Highlight: The preponderance of evidence standard of proof for administrative disciplinary proceedings against a physician does not violate due process or equal protection.
A party to an administrative proceeding is not denied due process because the agency performs all three functions of investigation, prosecution, and adjudication.
The determination of the appropriate sanction to be imposed by the Board of Medical Examiners in a disciplinary proceeding is a matter of discretion.
A petitioner for writ of mandamus must demonstrate a clear legal right to the act sought to be compelled and no other plain, speedy, and adequate remedy in the ordinary course of law.
Mandamus may not be issued to compel an official's discretionary acts.

Disciplinary Board v. Buresh 2007 ND 8
Docket No.: 20060230
Filing Date: 1/16/2007
Case Type: Discipline - Attorney - Original Proceeding
Author: Per Curiam

Highlight: Disbarment is appropriate when a lawyer knowingly converts client property and causes injury or potential injury to a client; when a lawyer knowingly deceives a client with the intent to benefit the lawyer and causes serious or potentially serious injury to a client; and when a lawyer engages in serious conduct a necessary element of which includes misrepresentation, extortion, misappropriation, or theft.

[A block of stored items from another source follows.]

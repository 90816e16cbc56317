use crate::concept::ExtractedStudyData;
use crate::files::AttachedFile;
use crate::portal::{Institution, ProjectType};
use serde::{Deserialize, Serialize};

pub const EXPORT_FILE_NAME: &str = "Datenschutzkonzept.docx";

/// A file together with the key of the category that owns it.
#[derive(Debug, Clone, PartialEq, Eq)]
pub struct TaggedFile {
    pub category: String,
    pub file: AttachedFile,
}

impl TaggedFile {
    pub fn field_name(&self) -> String {
        format!("files_{}", self.category)
    }
}

#[derive(Debug, Clone, PartialEq, Eq)]
pub struct UploadRequest {
    pub email: String,
    pub uploader_name: String,
    pub project_title: String,
    pub project_details: String,
    pub institution: Institution,
    pub project_type: Option<ProjectType>,
    pub is_prospective_study: bool,
    pub upload_timestamp: String,
    pub files: Vec<TaggedFile>,
}

#[derive(Debug, Clone, Default, PartialEq, Eq, Serialize, Deserialize)]
pub struct UploadResponse {
    pub success: bool,
    #[serde(default)]
    pub timestamp: String,
    #[serde(default)]
    pub message: Option<String>,
    #[serde(default)]
    pub project_id: Option<String>,
    #[serde(default)]
    pub files_uploaded: Option<usize>,
}

#[derive(Debug, Clone, Default, PartialEq, Eq)]
pub struct ExtractRequest {
    pub files: Vec<AttachedFile>,
    pub manual_text: Option<String>,
}

#[derive(Debug, Serialize)]
pub struct GenerateRequest<'a> {
    pub data: &'a ExtractedStudyData,
}

#[derive(Debug, Deserialize)]
pub struct GenerateResponse {
    pub concept_markdown: String,
}

#[derive(Debug, Serialize)]
pub struct ExportRequest<'a> {
    pub format: &'static str,
    pub markdown_content: &'a str,
}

Under the North Dakota Standards Imposing Lawyer Sanctions, disbarment is allowed for one instance of stealing from a client or lying to a client for the lawyer's benefit.
A lawyer's conversion of a client's funds to his own use is impossible to condone and is one of the least excusable acts of misconduct for which a lawyer can be disciplined.
A lawyer may be disciplined for committing a criminal act that reflects adversely on the lawyer's honesty, trustworthiness, or fitness as a lawyer. A criminal conviction is not a condition precedent to a discipline proceeding when the facts themselves warrant discipline.